Angiogenic potential of isolated microvessel fragments is independent of their tissue origin

Abstract

Adipose‐derived microvessel fragments (MFs) form a mature, perfused microvessel network when implanted in SCID mice. However, adipose tissue is rich in resident mesenchymal cells that could uniquely drive spontaneous neovascularization from adipose derived MFs. Therefore, we evaluated if a more specialized vascular bed, lacking these precursor cells, would recapitulate MF angiogenesis and neovascularization. Microvessel fragments isolated from rodent brain cortex (BMFs) suspended in collagen gels were either cultured or implanted into host mice.

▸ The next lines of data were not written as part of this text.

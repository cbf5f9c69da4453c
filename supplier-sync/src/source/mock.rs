//! In-memory source for tests and local runs.
//!
//! `MockRestSource` answers page requests from per-URL queues of scripted
//! responses. A URL with an empty (or no) queue answers with an empty final
//! page, so unscripted child tables simply render as empty.
//!
//! # Example
//!
//! ```ignore
//! use serde_json::json;
//! use supplier_sync::source::{MockRestSource, MockResponse, FetchError};
//!
//! let source = MockRestSource::new();
//! source.push_page("https://erp/suppliers", json!({
//!     "items": [{ "SupplierId": "1", "Supplier": "Acme" }],
//!     "hasMore": false
//! }));
//! source.push_failures("https://erp/suppliers/1/child/sites", 3, FetchError::transport("reset"));
//! ```

use std::collections::{HashMap, VecDeque};
use std::sync::{Arc, Mutex, MutexGuard, PoisonError};

use async_trait::async_trait;
use serde_json::Value;

use crate::source::client::{FetchError, Page, PageRequest, RestSource, SourceConnector};

/// One scripted answer.
#[derive(Debug, Clone)]
pub enum MockResponse {
    /// A JSON body, parsed as a page when served.
    Page(Value),
    /// A failed request.
    Fail(FetchError),
}

#[derive(Default)]
struct MockState {
    responses: HashMap<String, VecDeque<MockResponse>>,
    requests: Vec<PageRequest>,
    tokens: Vec<String>,
}

/// Scripted [`RestSource`]. Clones share state.
#[derive(Clone, Default)]
pub struct MockRestSource {
    state: Arc<Mutex<MockState>>,
}

impl MockRestSource {
    /// Create an empty mock source.
    pub fn new() -> Self {
        Self::default()
    }

    fn state(&self) -> MutexGuard<'_, MockState> {
        self.state.lock().unwrap_or_else(PoisonError::into_inner)
    }

    /// Queue a response for `url`.
    pub fn push(&self, url: &str, response: MockResponse) {
        self.state()
            .responses
            .entry(url.to_string())
            .or_default()
            .push_back(response);
    }

    /// Queue a page body for `url`.
    pub fn push_page(&self, url: &str, body: Value) {
        self.push(url, MockResponse::Page(body));
    }

    /// Queue `times` consecutive failures for `url`.
    pub fn push_failures(&self, url: &str, times: usize, error: FetchError) {
        for _ in 0..times {
            self.push(url, MockResponse::Fail(error.clone()));
        }
    }

    /// Every request served so far, in order.
    pub fn requests(&self) -> Vec<PageRequest> {
        self.state().requests.clone()
    }

    /// Number of requests served for `url`.
    pub fn request_count(&self, url: &str) -> usize {
        self.state().requests.iter().filter(|r| r.url == url).count()
    }

    /// Bearer tokens passed to [`SourceConnector::connect`].
    pub fn tokens(&self) -> Vec<String> {
        self.state().tokens.clone()
    }
}

#[async_trait]
impl RestSource for MockRestSource {
    async fn fetch_page(&self, request: &PageRequest) -> Result<Page, FetchError> {
        let next = {
            let mut state = self.state();
            state.requests.push(request.clone());
            state
                .responses
                .get_mut(&request.url)
                .and_then(VecDeque::pop_front)
        };

        match next {
            Some(MockResponse::Page(body)) => {
                serde_json::from_value(body).map_err(|e| FetchError::malformed(e.to_string()))
            }
            Some(MockResponse::Fail(e)) => Err(e),
            None => Ok(Page {
                items: Some(Vec::new()),
                has_more: false,
            }),
        }
    }
}

impl SourceConnector for MockRestSource {
    fn connect(&self, bearer_token: String) -> Arc<dyn RestSource> {
        self.state().tokens.push(bearer_token);
        Arc::new(self.clone())
    }
}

Characterization of BMFs showed the presence of associated mural cells but not astrocytes. In vitro, these fragments form a neovessel network by undergoing sprouting angiogenesis similar to adipose‐derived MFs. When implanted for 28 days, brain‐derived MFs formed a microvasculature similar to adipose‐derived MFs which was functionally connected to the host circulation as demonstrated by FITC‐lectin perfusion. Importantly, implanted BMFs retained staining for Glut1 receptor, considered a marker of brain endothelium, and exhibited reduced macromolecular vessel permeability. This demonstrates that there is an intrinsic ability for isolated microvessel elements to neovascularize which is independent of the tissue origin and degree of vessel specialization. Supported by NIH R01 EB007556.